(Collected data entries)
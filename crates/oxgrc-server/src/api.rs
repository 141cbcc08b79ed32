pub mod admin;
pub mod ai;
pub mod ai_models;
pub mod audit_logs;
pub mod connectors;
pub mod control_tests;
pub mod dashboard;
pub mod evidence;
pub mod frameworks;
pub mod issues;
pub mod kcis;
pub mod kris;
pub mod pagination;
pub mod policies;
pub mod risks;
pub mod unified_controls;

use crate::logging::TraceId;
use crate::state::AppState;
use axum::extract::{Extension, State};
use axum::http::StatusCode;
use axum::response::{IntoResponse, Response};
use axum::Json;
use chrono::Utc;
use oxgrc_common::types::AuditLog;
use oxgrc_core::CoreError;
use oxgrc_storage::StorageError;
use serde::Serialize;
use serde_json::Value;
use utoipa::ToSchema;
use utoipa_axum::{router::OpenApiRouter, routes};

/// API 错误响应
#[derive(Serialize, ToSchema)]
pub struct ApiError {
    /// 错误码
    pub err_code: i32,
    /// 错误信息
    pub err_msg: String,
    /// 链路追踪 ID（默认空字符串）
    pub trace_id: String,
}

/// API 统一响应包裹
#[derive(Serialize)]
pub struct ApiResponse<T>
where
    T: Serialize,
{
    /// 错误码（成功时为 0）
    pub err_code: i32,
    /// 错误信息（成功时为 success）
    pub err_msg: String,
    /// 链路追踪 ID（默认空字符串）
    pub trace_id: String,
    /// 业务数据（有数据时返回）
    pub data: Option<T>,
}

/// 分页数据结构
#[derive(Serialize, ToSchema)]
pub struct PaginatedData<T>
where
    T: Serialize,
{
    /// 数据项列表
    pub items: Vec<T>,
    /// 总数
    pub total: u64,
    /// 每页数量
    pub limit: usize,
    /// 偏移量
    pub offset: usize,
}

pub fn success_response<T>(status: StatusCode, trace_id: &str, data: T) -> Response
where
    T: Serialize,
{
    (
        status,
        Json(ApiResponse {
            err_code: 0,
            err_msg: "success".to_string(),
            trace_id: trace_id.to_string(),
            data: Some(data),
        }),
    )
        .into_response()
}

pub fn success_empty_response(status: StatusCode, trace_id: &str, msg: &str) -> Response {
    (
        status,
        Json(ApiResponse::<Value> {
            err_code: 0,
            err_msg: msg.to_string(),
            trace_id: trace_id.to_string(),
            data: None,
        }),
    )
        .into_response()
}

pub fn success_paginated_response<T>(
    status: StatusCode,
    trace_id: &str,
    items: Vec<T>,
    total: u64,
    limit: usize,
    offset: usize,
) -> Response
where
    T: Serialize,
{
    success_response(
        status,
        trace_id,
        PaginatedData {
            items,
            total,
            limit,
            offset,
        },
    )
}

fn to_custom_error_code(code: &str) -> i32 {
    match code {
        "bad_request" => 1001,
        "unauthorized" => 1002,
        "token_expired" => 1003,
        "not_found" => 1004,
        "conflict" => 1005,
        "storage_error" => 1501,
        "internal_error" => 1500,
        _ => 1999,
    }
}

pub fn error_response(status: StatusCode, trace_id: &str, code: &str, msg: &str) -> Response {
    (
        status,
        Json(ApiResponse::<Value> {
            err_code: to_custom_error_code(code),
            err_msg: msg.to_string(),
            trace_id: trace_id.to_string(),
            data: None,
        }),
    )
        .into_response()
}

/// 存储层错误 → HTTP 响应
pub fn storage_error_response(trace_id: &str, context: &str, e: &StorageError) -> Response {
    match e {
        StorageError::NotFound { .. } => {
            error_response(StatusCode::NOT_FOUND, trace_id, "not_found", &e.to_string())
        }
        StorageError::Validation(msg) => {
            error_response(StatusCode::BAD_REQUEST, trace_id, "bad_request", msg)
        }
        // UNIQUE 冲突映射为 409
        StorageError::Sqlite(inner) if inner.to_string().contains("UNIQUE constraint") => {
            error_response(
                StatusCode::CONFLICT,
                trace_id,
                "conflict",
                "record already exists",
            )
        }
        _ => {
            tracing::error!(error = %e, "{context}");
            error_response(
                StatusCode::INTERNAL_SERVER_ERROR,
                trace_id,
                "storage_error",
                "Database error",
            )
        }
    }
}

/// 领域层错误 → HTTP 响应
pub fn core_error_response(trace_id: &str, context: &str, e: &CoreError) -> Response {
    match e {
        CoreError::NotFound { .. } => {
            error_response(StatusCode::NOT_FOUND, trace_id, "not_found", &e.to_string())
        }
        CoreError::Validation(msg) => {
            error_response(StatusCode::BAD_REQUEST, trace_id, "bad_request", msg)
        }
        CoreError::Storage(inner) => storage_error_response(trace_id, context, inner),
    }
}

/// 写入审计日志。失败仅记录，不影响业务请求。
pub fn record_audit(state: &AppState, actor: &str, action: &str, resource_type: &str, detail: &str) {
    let log = AuditLog {
        id: oxgrc_common::id::next_id(),
        actor: actor.to_string(),
        action: action.to_string(),
        resource_type: resource_type.to_string(),
        detail: detail.to_string(),
        created_at: Utc::now(),
    };
    if let Err(e) = state.store.insert_audit_log(&log) {
        tracing::warn!(error = %e, action, resource_type, "Failed to write audit log");
    }
}

/// 健康检查响应
#[derive(Serialize, ToSchema)]
struct HealthResponse {
    /// 服务版本号
    version: String,
    /// 运行时长（秒）
    uptime_secs: i64,
    /// 存储状态
    storage_status: String,
    /// AI 分析是否启用
    ai_enabled: bool,
}

/// 获取服务健康状态。无需鉴权。
#[utoipa::path(
    get,
    path = "/v1/health",
    tag = "Health",
    responses(
        (status = 200, description = "服务健康状态", body = HealthResponse)
    )
)]
async fn health(
    Extension(trace_id): Extension<TraceId>,
    State(state): State<AppState>,
) -> impl IntoResponse {
    let uptime = (Utc::now() - state.start_time).num_seconds();
    let storage_status = match state.store.count_frameworks() {
        Ok(_) => "ok".to_string(),
        Err(_) => "error".to_string(),
    };
    success_response(
        StatusCode::OK,
        &trace_id,
        HealthResponse {
            version: env!("CARGO_PKG_VERSION").to_string(),
            uptime_secs: uptime,
            storage_status,
            ai_enabled: state.analyzer.is_enabled(),
        },
    )
}

pub fn public_routes() -> OpenApiRouter<AppState> {
    OpenApiRouter::new().routes(routes!(health))
}

pub fn auth_routes() -> OpenApiRouter<AppState> {
    OpenApiRouter::new().routes(routes!(crate::auth::login))
}

pub fn protected_routes() -> OpenApiRouter<AppState> {
    OpenApiRouter::new()
        .routes(routes!(crate::auth::change_password))
        .merge(frameworks::framework_routes())
        .merge(unified_controls::unified_control_routes())
        .merge(policies::policy_routes())
        .merge(control_tests::control_test_routes())
        .merge(evidence::evidence_routes())
        .merge(issues::issue_routes())
        .merge(risks::risk_routes())
        .merge(kris::kri_routes())
        .merge(kcis::kci_routes())
        .merge(ai_models::ai_model_routes())
        .merge(connectors::connector_routes())
        .merge(audit_logs::audit_log_routes())
        .merge(dashboard::dashboard_routes())
        .merge(ai::ai_routes())
        .merge(admin::admin_routes())
}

* [Work to complete] Across the preceding records, count the lines with the word "TraceId" in them and give that figure alone.

* [Exercise output] 2